SecurityBrief India - Technology news for CISOs & cybersecurity decision-makers
Story image
Egress report highlights rising concern over phishing threats
Mon, 22nd Jan 2024

The increasingly insecure cyber landscape has cast a spotlight on the escalating threat of complex phishing attempts. To ascertain how cybersecurity leaders are responding, Egress has rolled out its latest Email Security Risk Report.

The report evaluated views from 500 cybersecurity leaders across organisations of various sizes about the threat landscape, their vulnerabilities to inbound and outbound risks, and their ongoing doubts regarding the effectiveness of traditional approaches to email security. The alarming figures revealed in the study indicate the severity and rise of these threats.

According to the findings, 94% of organisations fell victim to phishing attacks, marking a 2% increase from the previous year. In a more significant leap, 96% of surveyed organisations experienced negative impacts due to phishing attacks; a surge of 10% compared to the previous year's report.

Emerging technologies have also ignited considerable concern, with 63% of cybersecurity leaders losing sleep over deepfakes and 61% over AI-chatbots used for creating expedient phishing campaigns. Further demonstrating the expanding cyber threat landscape, 58% of organisations experienced account takeover incidents.

Jack Chapman, VP of Threat Intelligence at Egress, highlighted some significant trends unearthed from the report. He pointed out, "94% of respondents fell victim to phishing attacks. Organisations continue to face vulnerabilities when it comes to advanced phishing attacks, human error, and data exfiltration, and analysing emerging trends will be key to bolstering defenses."

Moreover, Chapman drew attention to the pervasive concern among cybersecurity leaders regarding phishing attacks and compromised accounts; he noted, "58% of organisations have experienced account takeover incidents in the last 12 months, and 79% of these started with a phishing email that harvested an employee's credentials."

Also, the VP emphasised the rising apprehension about the use of AI by cybercriminals, professing that, "While it’s currently impossible to actually prove chatbots are being used to create phishing attacks, cybercriminals generally take every advantage they can get."

Keeping the stark statistics coming from the report in mind, Chapman surmised that the numbers are "truly staggering." He concluded by stating, "94% of companies have experienced security incidents in the last 12 months. Organisations urgently need to adapt their approach, or risk finding themselves in the same position next year."

The report also underlines significant concerns about the emotional and occupational impact on employees due to email security incidents. Among surveyed organisations, 96% experienced negative outcomes from phishing attacks, a 10% jump compared to last year's figures. Consequently, the consequences for personnel involved were grim, with 51% disciplined and 39% fired due to such instances.

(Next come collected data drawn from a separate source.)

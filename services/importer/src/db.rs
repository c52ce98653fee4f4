//! PostgreSQL access for the importer
//!
//! Pool-level helpers run outside any file transaction (DDL, truncation,
//! lookups, the import run audit). Per-file writes take a `&mut PgConnection`
//! so they run inside the caller's transaction.

use crate::aggregate::ElectorateEntry;
use crate::error::Result;
use crate::model::{ElectionType, HistoricalResult, Municipality};
use sqlx::postgres::PgPoolOptions;
use sqlx::{PgConnection, PgPool};
use std::collections::HashMap;
use uuid::Uuid;

/// Table creation, in dependency order. Every statement is idempotent.
const SCHEMA: &[&str] = &[
    r#"
    CREATE TABLE IF NOT EXISTS municipalities (
        id SERIAL PRIMARY KEY,
        name TEXT NOT NULL,
        display_name TEXT NOT NULL,
        state TEXT NOT NULL,
        created_at TIMESTAMPTZ NOT NULL DEFAULT now(),
        CONSTRAINT municipalities_state_name_unique UNIQUE (state, name)
    )
    "#,
    r#"
    CREATE TABLE IF NOT EXISTS electorate (
        id SERIAL PRIMARY KEY,
        municipality_id INT NOT NULL UNIQUE REFERENCES municipalities(id),
        nominal_list BIGINT NOT NULL,
        registered_voters BIGINT,
        sections INT NOT NULL DEFAULT 0
    )
    "#,
    r#"
    CREATE TABLE IF NOT EXISTS historical_results (
        id SERIAL PRIMARY KEY,
        municipality_id INT NOT NULL REFERENCES municipalities(id),
        election_year INT NOT NULL,
        election_type TEXT NOT NULL
            CHECK (election_type IN ('municipal', 'state_legislature', 'governor')),
        party TEXT NOT NULL,
        votes BIGINT NOT NULL,
        percentage DOUBLE PRECISION NOT NULL,
        turnout_percentage DOUBLE PRECISION NOT NULL,
        CONSTRAINT historical_results_unique
            UNIQUE (municipality_id, election_year, election_type, party)
    )
    "#,
    r#"
    CREATE INDEX IF NOT EXISTS historical_results_year_type_idx
        ON historical_results (election_year, election_type)
    "#,
    r#"
    CREATE TABLE IF NOT EXISTS import_runs (
        run_id UUID PRIMARY KEY,
        kind TEXT NOT NULL,
        path TEXT NOT NULL,
        election_type TEXT,
        election_year INT,
        content_hash TEXT,
        status TEXT NOT NULL,
        error TEXT,
        detail JSONB NOT NULL DEFAULT '{}',
        started_at TIMESTAMPTZ NOT NULL DEFAULT now(),
        finished_at TIMESTAMPTZ
    )
    "#,
];

pub async fn connect(db_url: &str, max_connections: u32) -> Result<PgPool> {
    let pool = PgPoolOptions::new()
        .max_connections(max_connections)
        .connect(db_url)
        .await?;
    Ok(pool)
}

pub async fn ensure_schema(pool: &PgPool) -> Result<()> {
    for statement in SCHEMA {
        sqlx::query(statement).execute(pool).await?;
    }
    Ok(())
}

pub async fn truncate_electorate(pool: &PgPool) -> Result<()> {
    sqlx::query("TRUNCATE electorate RESTART IDENTITY")
        .execute(pool)
        .await?;
    Ok(())
}

pub async fn truncate_results(pool: &PgPool) -> Result<()> {
    sqlx::query("TRUNCATE historical_results RESTART IDENTITY")
        .execute(pool)
        .await?;
    Ok(())
}

// =============================================================================
// MUNICIPALITIES
// =============================================================================

pub async fn load_municipalities(pool: &PgPool, state: &str) -> Result<Vec<Municipality>> {
    let rows: Vec<Municipality> = sqlx::query_as(
        "SELECT id, name, display_name, state FROM municipalities WHERE state = $1 ORDER BY id",
    )
    .bind(state)
    .fetch_all(pool)
    .await?;
    Ok(rows)
}

/// Get or create a municipality by canonical name, returning (id, created)
pub async fn get_or_create_municipality(
    conn: &mut PgConnection,
    state: &str,
    name: &str,
    display_name: &str,
) -> Result<(i32, bool)> {
    let existing: Option<(i32,)> =
        sqlx::query_as("SELECT id FROM municipalities WHERE state = $1 AND name = $2")
            .bind(state)
            .bind(name)
            .fetch_optional(&mut *conn)
            .await?;

    if let Some((id,)) = existing {
        return Ok((id, false));
    }

    let (id,): (i32,) = sqlx::query_as(
        "INSERT INTO municipalities (name, display_name, state) VALUES ($1, $2, $3) RETURNING id",
    )
    .bind(name)
    .bind(display_name)
    .bind(state)
    .fetch_one(&mut *conn)
    .await?;

    Ok((id, true))
}

// =============================================================================
// ELECTORATE
// =============================================================================

pub async fn upsert_electorate(
    conn: &mut PgConnection,
    municipality_id: i32,
    entry: &ElectorateEntry,
) -> Result<()> {
    sqlx::query(
        r#"
        INSERT INTO electorate (municipality_id, nominal_list, registered_voters, sections)
        VALUES ($1, $2, $3, $4)
        ON CONFLICT (municipality_id) DO UPDATE
        SET nominal_list = EXCLUDED.nominal_list,
            registered_voters = EXCLUDED.registered_voters,
            sections = EXCLUDED.sections
        "#,
    )
    .bind(municipality_id)
    .bind(entry.nominal_list)
    .bind(entry.registered_voters)
    .bind(entry.sections)
    .execute(&mut *conn)
    .await?;
    Ok(())
}

/// Nominal list per municipality of `state`, used as the turnout fallback
pub async fn load_nominal_lists(pool: &PgPool, state: &str) -> Result<HashMap<i32, i64>> {
    let rows: Vec<(i32, i64)> = sqlx::query_as(
        r#"
        SELECT e.municipality_id, e.nominal_list
        FROM electorate e
        JOIN municipalities m ON m.id = e.municipality_id
        WHERE m.state = $1
        "#,
    )
    .bind(state)
    .fetch_all(pool)
    .await?;
    Ok(rows.into_iter().collect())
}

// =============================================================================
// HISTORICAL RESULTS
// =============================================================================

/// Insert one aggregated row. Returns `false` when the uniqueness constraint
/// already holds a row for the same (municipality, year, type, party).
pub async fn insert_result(conn: &mut PgConnection, result: &HistoricalResult) -> Result<bool> {
    let outcome = sqlx::query(
        r#"
        INSERT INTO historical_results
            (municipality_id, election_year, election_type, party, votes, percentage, turnout_percentage)
        VALUES ($1, $2, $3, $4, $5, $6, $7)
        ON CONFLICT ON CONSTRAINT historical_results_unique DO NOTHING
        "#,
    )
    .bind(result.municipality_id)
    .bind(result.election_year)
    .bind(result.election_type.as_str())
    .bind(&result.party)
    .bind(result.votes)
    .bind(result.percentage)
    .bind(result.turnout_percentage)
    .execute(&mut *conn)
    .await?;

    Ok(outcome.rows_affected() == 1)
}

pub async fn count_results(pool: &PgPool, year: i32, election_type: ElectionType) -> Result<i64> {
    let (count,): (i64,) = sqlx::query_as(
        "SELECT COUNT(*) FROM historical_results WHERE election_year = $1 AND election_type = $2",
    )
    .bind(year)
    .bind(election_type.as_str())
    .fetch_one(pool)
    .await?;
    Ok(count)
}

// =============================================================================
// IMPORT RUNS
// =============================================================================

/// Describes the file an import run is about
#[derive(Debug, Clone)]
pub struct RunTarget<'a> {
    pub kind: &'a str,
    pub path: &'a str,
    pub election_type: Option<ElectionType>,
    pub election_year: Option<i32>,
}

pub async fn create_import_run(pool: &PgPool, target: &RunTarget<'_>) -> Result<Uuid> {
    let run_id = Uuid::new_v4();
    sqlx::query(
        r#"
        INSERT INTO import_runs (run_id, kind, path, election_type, election_year, status)
        VALUES ($1, $2, $3, $4, $5, 'running')
        "#,
    )
    .bind(run_id)
    .bind(target.kind)
    .bind(target.path)
    .bind(target.election_type.map(|t| t.as_str()))
    .bind(target.election_year)
    .execute(pool)
    .await?;
    Ok(run_id)
}

pub async fn finish_import_run(
    pool: &PgPool,
    run_id: Uuid,
    status: &str,
    content_hash: Option<&str>,
    error: Option<&str>,
    detail: serde_json::Value,
) -> Result<()> {
    sqlx::query(
        r#"
        UPDATE import_runs
        SET finished_at = now(), status = $2, content_hash = COALESCE($3, content_hash),
            error = $4, detail = detail || $5
        WHERE run_id = $1
        "#,
    )
    .bind(run_id)
    .bind(status)
    .bind(content_hash)
    .bind(error)
    .bind(detail)
    .execute(pool)
    .await?;
    Ok(())
}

Furthermore, similar outcomes were witnessed from outbound threats with 94% of surveyed companies report being adversely affected - marking an 8% increase from last year. These incidents led to severe repercussions for staff, with 51% facing disciplinary action and 67% leaving the organisation, either voluntarily or forcefully.

Meanwhile, the emerging concerns regarding Artificial Intelligence (AI) and its role in cyber threats continue to burgeon. As AI adoption spreads, 63% of cybersecurity leaders are losing sleep over the potential use of deepfakes, and 61% over AI chatbots for efficient phishing campaigns. According to these leaders, organisations should continually assess their defences considering the evolving threat environment.